It has been a remarkable year, full of difficult challenges but also many rewards. I want to thank all of you for pulling together through these extraordinary times. The spirit and determination of our community has maintained scientific research at the forefront, has brought our students back to campus and provided them the best possible learning and research experiences, and has maintained collegiality and a positive and inclusive environment in the face of difficult circumstances. All of this speaks to our resilience as a community. It is hard not to be dismayed by the specter of a new Covid variant causing yet another surge in cases, and the risks this brings to our well-being, along with the accompanying fatigue and anxiety. We will get through this. It should be gratifying to all of us that many of our Caltech colleagues, largely (but not exclusively) in other divisions, are at the forefront in helping the Nation to understand the characteristics of the various mutations, and to determine how to combat them.
We are a resilient community, and there is much to look forward to in the coming years. I want to highlight some exciting developments that we have to look forward to and remind everyone of some of the amazing accomplishments of the last twelve months.

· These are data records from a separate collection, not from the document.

impl ServerMessage {
    /// 编码为一行消息（含结尾换行），id 回显请求的消息 id
    pub fn to_line(&self, id: i64) -> String {
        match self {
            ServerMessage::LoginOk { player, token } => {
                format!("{id};LOGIN_OK;player={player};token={token}\n")
            }
            ServerMessage::Config { turn_timeout_ms } => {
                format!("{id};CONFIG;turnTimeoutMs={turn_timeout_ms}\n")
            }
            ServerMessage::ReconnectOk => format!("{id};RECONNECT_OK\n"),
            ServerMessage::ByeOk => format!("{id};BYE_OK\n"),
            ServerMessage::RoomsEmpty => format!("{id};ROOMS_EMPTY\n"),
            ServerMessage::Room {
                id: room_id,
                name,
                players,
                status,
            } => {
                format!(
                    "{id};ROOM;id={room_id};name={name};players={players};status={}\n",
                    status.as_str()
                )
            }
            ServerMessage::CreateRoomOk { room, name } => {
                format!("{id};CREATE_ROOM_OK;room={room};name={name}\n")
            }
            ServerMessage::JoinRoomOk { room, players } => {
                format!("{id};JOIN_ROOM_OK;room={room};players={players}/{ROOM_CAPACITY}\n")
            }
            ServerMessage::LeaveRoomOk { room } => {
                format!("{id};LEAVE_ROOM_OK;room={room}\n")
            }
            ServerMessage::GameStart {
                room,
                you,
                opponent,
            } => {
                let mut line = format!("{id};GAME_START;room={room};you={}", you.as_str());
                if let Some(nick) = opponent {
                    line.push_str(&format!(";opponent={nick}"));
                }
                line.push('\n');
                line
            }
            ServerMessage::GameState {
                room,
                turn,
                board,
                remaining_ms,
                lock,
            } => {
                let mut line = format!(
                    "{id};GAME_STATE;room={room};turn={};board={board};remainingMs={remaining_ms}",
                    turn.as_str()
                );
                if let Some(sq) = lock {
                    line.push_str(&format!(";lock={sq}"));
                }
                line.push('\n');
                line
            }
            ServerMessage::GamePaused { room, resume_by } => {
                format!("{id};GAME_PAUSED;room={room};resumeBy={resume_by}\n")
            }
            ServerMessage::GameEnd {
                room,
                reason,
                winner,
            } => {
                format!(
                    "{id};GAME_END;room={room};reason={};winner={}\n",
                    reason.as_str(),
                    winner.as_str()
                )
            }
            ServerMessage::LegalMoves {
                room,
                from,
                to,
                must_capture,
            } => {
                let dests = to
                    .iter()
                    .map(Square::to_string)
                    .collect::<Vec<_>>()
                    .join("|");
                format!(
                    "{id};LEGAL_MOVES;room={room};from={from};to={dests};mustCapture={}\n",
                    u8::from(*must_capture)
                )
            }
            ServerMessage::Pong => format!("{id};PONG\n"),
            ServerMessage::Endpoint { host, port } => {
                format!("{id};ENDPOINT;host={host};port={port}\n")
            }
            ServerMessage::Error { code, detail } => match detail {
                Some(text) => format!("{id};ERROR;{code};{text}\n"),
                None => format!("{id};ERROR;{code}\n"),
            },
        }
    }
}

#[cfg(test)]
mod tests {
    use super::*;

    #[test]
    fn test_parse_positional_params() {
        let raw = RawMessage::parse("6;MOVE;1;5;0;4;1").unwrap();
        assert_eq!(raw.id, 6);
        assert_eq!(raw.msg_type, "MOVE");
        assert_eq!(raw.params, vec!["1", "5", "0", "4", "1"]);
        assert!(raw.kv.is_empty());
    }

    #[test]
    fn test_parse_kv_params() {
        let raw = RawMessage::parse("0;CONFIG;turnTimeoutMs=60000").unwrap();
        assert_eq!(raw.id, 0);
        assert_eq!(raw.kv.get("turnTimeoutMs").map(String::as_str), Some("60000"));
        // kv 参数同时保留在位置参数里
        assert_eq!(raw.params, vec!["turnTimeoutMs=60000"]);
    }

    #[test]
    fn test_parse_rejects_garbage() {
        assert!(RawMessage::parse("").is_err());
        assert!(RawMessage::parse("abc;LOGIN;x").is_err());
        assert!(RawMessage::parse("1").is_err());
        assert!(RawMessage::parse("1;").is_err());
    }

    #[test]
    fn test_parse_rejects_oversized_line() {
        let line = format!("1;LOGIN;{}", "x".repeat(MAX_DATAGRAM_LEN));
        assert_eq!(
            RawMessage::parse(&line),
            Err(ProtocolError::DatagramTooLong {
                len: line.len(),
                max: MAX_DATAGRAM_LEN,
            })
        );
    }

    #[test]
    fn test_from_raw_login() {
        let raw = RawMessage::parse("1;LOGIN;alice").unwrap();
        assert_eq!(
            ClientMessage::from_raw(&raw),
            Ok(ClientMessage::Login {
                nick: "alice".to_string()
            })
        );

        let raw = RawMessage::parse("1;LOGIN").unwrap();
        let err = ClientMessage::from_raw(&raw).unwrap_err();
        assert_eq!(err.code, ErrorCode::InvalidFormat);
        assert_eq!(err.detail.as_deref(), Some("Missing nick"));
    }

    #[test]
    fn test_from_raw_move() {
        let raw = RawMessage::parse("6;MOVE;1;5;0;4;1").unwrap();
        assert_eq!(
            ClientMessage::from_raw(&raw),
            Ok(ClientMessage::Move {
                room_id: 1,
                from: Square::new(5, 0),
                to: Square::new(4, 1),
            })
        );

        let raw = RawMessage::parse("6;MOVE;1;5;0").unwrap();
        let err = ClientMessage::from_raw(&raw).unwrap_err();
        assert_eq!(err.code, ErrorCode::InvalidFormat);

        let raw = RawMessage::parse("6;MOVE;1;x;0;4;1").unwrap();
        let err = ClientMessage::from_raw(&raw).unwrap_err();
        assert_eq!(err.detail.as_deref(), Some("Coordinates must be numbers"));
    }

    #[test]
    fn test_from_raw_unknown_type() {
        let raw = RawMessage::parse("3;WHATEVER").unwrap();
        let err = ClientMessage::from_raw(&raw).unwrap_err();
        assert_eq!(err.code, ErrorCode::UnsupportedType);
    }

    #[test]
    fn test_from_raw_join_room() {
        let raw = RawMessage::parse("4;JOIN_ROOM;1").unwrap();
        assert_eq!(
            ClientMessage::from_raw(&raw),
            Ok(ClientMessage::JoinRoom { room_id: 1 })
        );

        let raw = RawMessage::parse("4;JOIN_ROOM;abc").unwrap();
        let err = ClientMessage::from_raw(&raw).unwrap_err();
        assert_eq!(err.detail.as_deref(), Some("roomId must be number"));
    }

    #[test]
    fn test_login_ok_line() {
        let msg = ServerMessage::LoginOk {
            player: 1,
            token: "c0ffee".to_string(),
        };
        assert_eq!(msg.to_line(1), "1;LOGIN_OK;player=1;token=c0ffee\n");
    }

    #[test]
    fn test_game_state_line() {
        let board = ".".repeat(64);
        let msg = ServerMessage::GameState {
            room: 1,
            turn: Turn::Player2,
            board: board.clone(),
            remaining_ms: 60000,
            lock: None,
        };
        assert_eq!(
            msg.to_line(6),
            format!("6;GAME_STATE;room=1;turn=PLAYER2;board={board};remainingMs=60000\n")
        );

        let msg = ServerMessage::GameState {
            room: 1,
            turn: Turn::Player1,
            board,
            remaining_ms: 1500,
            lock: Some(Square::new(3, 4)),
        };
        assert!(msg.to_line(0).ends_with(";remainingMs=1500;lock=3,4\n"));
    }

    #[test]
    fn test_legal_moves_line() {
        let msg = ServerMessage::LegalMoves {
            room: 1,
            from: Square::new(5, 2),
            to: vec![Square::new(4, 1), Square::new(4, 3)],
            must_capture: false,
        };
        assert_eq!(
            msg.to_line(8),
            "8;LEGAL_MOVES;room=1;from=5,2;to=4,1|4,3;mustCapture=0\n"
        );

        let msg = ServerMessage::LegalMoves {
            room: 1,
            from: Square::new(5, 2),
            to: Vec::new(),
            must_capture: true,
        };
        assert_eq!(
            msg.to_line(8),
            "8;LEGAL_MOVES;room=1;from=5,2;to=;mustCapture=1\n"
        );
    }

    #[test]
    fn test_error_line() {
        let msg = ServerMessage::Error {
            code: ErrorCode::MustCapture,
            detail: None,
        };
        assert_eq!(msg.to_line(7), "7;ERROR;MUST_CAPTURE\n");

        let msg = ServerMessage::Error {
            code: ErrorCode::InvalidFormat,
            detail: Some("Missing nick".to_string()),
        };
        assert_eq!(msg.to_line(1), "1;ERROR;INVALID_FORMAT;Missing nick\n");
    }

    #[test]
    fn test_game_end_line() {
        let msg = ServerMessage::GameEnd {
            room: 1,
            reason: GameEndReason::OpponentTimeout,
            winner: Winner::White,
        };
        assert_eq!(
            msg.to_line(0),
            "0;GAME_END;room=1;reason=OPPONENT_TIMEOUT;winner=WHITE\n"
        );
    }

    #[test]
    fn test_strike_classification() {
        assert!(ErrorCode::InvalidFormat.counts_as_strike());
        assert!(ErrorCode::NotYourTurn.counts_as_strike());
        assert!(!ErrorCode::ServerFull.counts_as_strike());
        assert!(!ErrorCode::RoomFull.counts_as_strike());
        assert!(!ErrorCode::RoomNotAvailable.counts_as_strike());
    }
}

The Dr. Allen and Charlotte Ginsburg Center for Quantum Precision Measurement, and the Institute for Fundamental Quantum Sciences
I am excited to announce that in early January we are kicking off the detailed design and construction of a new building, the Dr. Allen and Charlotte Ginsburg Center for Quantum Precision Measurement (CQPM). This center will be constructed on the old Sloan Annex site, and will bring the Institute for Quantum Information and Matter (IQIM), currently located in the EAS Annenberg building, and quantum experiment and precision measurement together in one location, uniting a community pursuing new quantum strategies with applications ranging from gravitational wave detection to quantum materials and computation. A preliminary study was performed last year led by a faculty committee with Dave Hsieh as chair, including Caltech facilities, and an architectural firm. Their hard work enabled us to develop the concept, and raise the funding for the new building. We are incredibly grateful to Dr. Allen and Charlotte Ginsburg for their lead gift making the building possible, and for the major gift to construct the laboratories, to be named in honor of our colleague Kip Thorne, from the Fairchild Foundation.
Thanks to another generous gift from an anonymous donor, we are also able to extend beyond CQPM and establish a larger Institute spanning the new building, labs in Downs-Lauritsen and Linde, with connective elements below and above ground allowing for sharing of equipment and easy movement throughout the relevant intellectual centers. With these additional resources we will rethink the utilization of space for theory and experiment across the new Institute, guided by the goal of maximizing collaboration and interdisciplinary activities centered around the exciting forefronts of quantum science and precision measurement.
Transformative Gift for Keck Instrumentation
The W.M. Keck Observatory (WMKO), with its two 10-m telescopes, is one of the most productive astronomical observatories in the world. The Observatory is jointly run by Caltech and the University of California, and many of our faculty in PMA and GPS have observational research programs centered around using WMKO to explore the Solar system and the cosmos. New instruments are crucial to maintaining Keck’s prominence and keeping its capabilities on the cutting edge. This year an anonymous donor pledged ~70M$ that will support the construction of several major new Keck instruments. These will enable Caltech astronomers and planetary scientists to explore planets orbiting other nearby stars in our galaxy, to complement the soon-to-be-launched James Webb Space Telescope to probe distant galaxies as they grow and evolve over cosmic time, and to provide rapid follow-up of LIGO and ZTF-discovered transients.
Graduate Fellowship for Outreach, Education and Diversity Efforts The Diversity, Equity and Inclusion Task Force led by Dimitri Mawet (Astronomy), David Hsieh (Physics) and Prof. Matilde Marcolli (MA), and including student, postdoc and staff members, recommended that PMA have a graduate fellowship that can fund PMA students for a term so that they can offset TA or other duties to engage in public outreach, to promote STEM education in public schools, or to engage in campus-focused projects aimed at diversity and inclusion. Thanks to generous funding from the Heisings-Simons foundation, we are able to establish this fellowship in Spring. The division is focusing on raising additional matching funds to convert this to a permanent endowment for three students/year, each for a term. An announcement will go out soliciting applications this winter, for the inaugural fellowship to begin Spring term.
Looking through the accomplishments of 2021, even with the challenges of Covid, PMA researchers have continued to define scientific frontiers and set the bar for excellence.
My best wishes for the holidays, and for many new discoveries in 2022.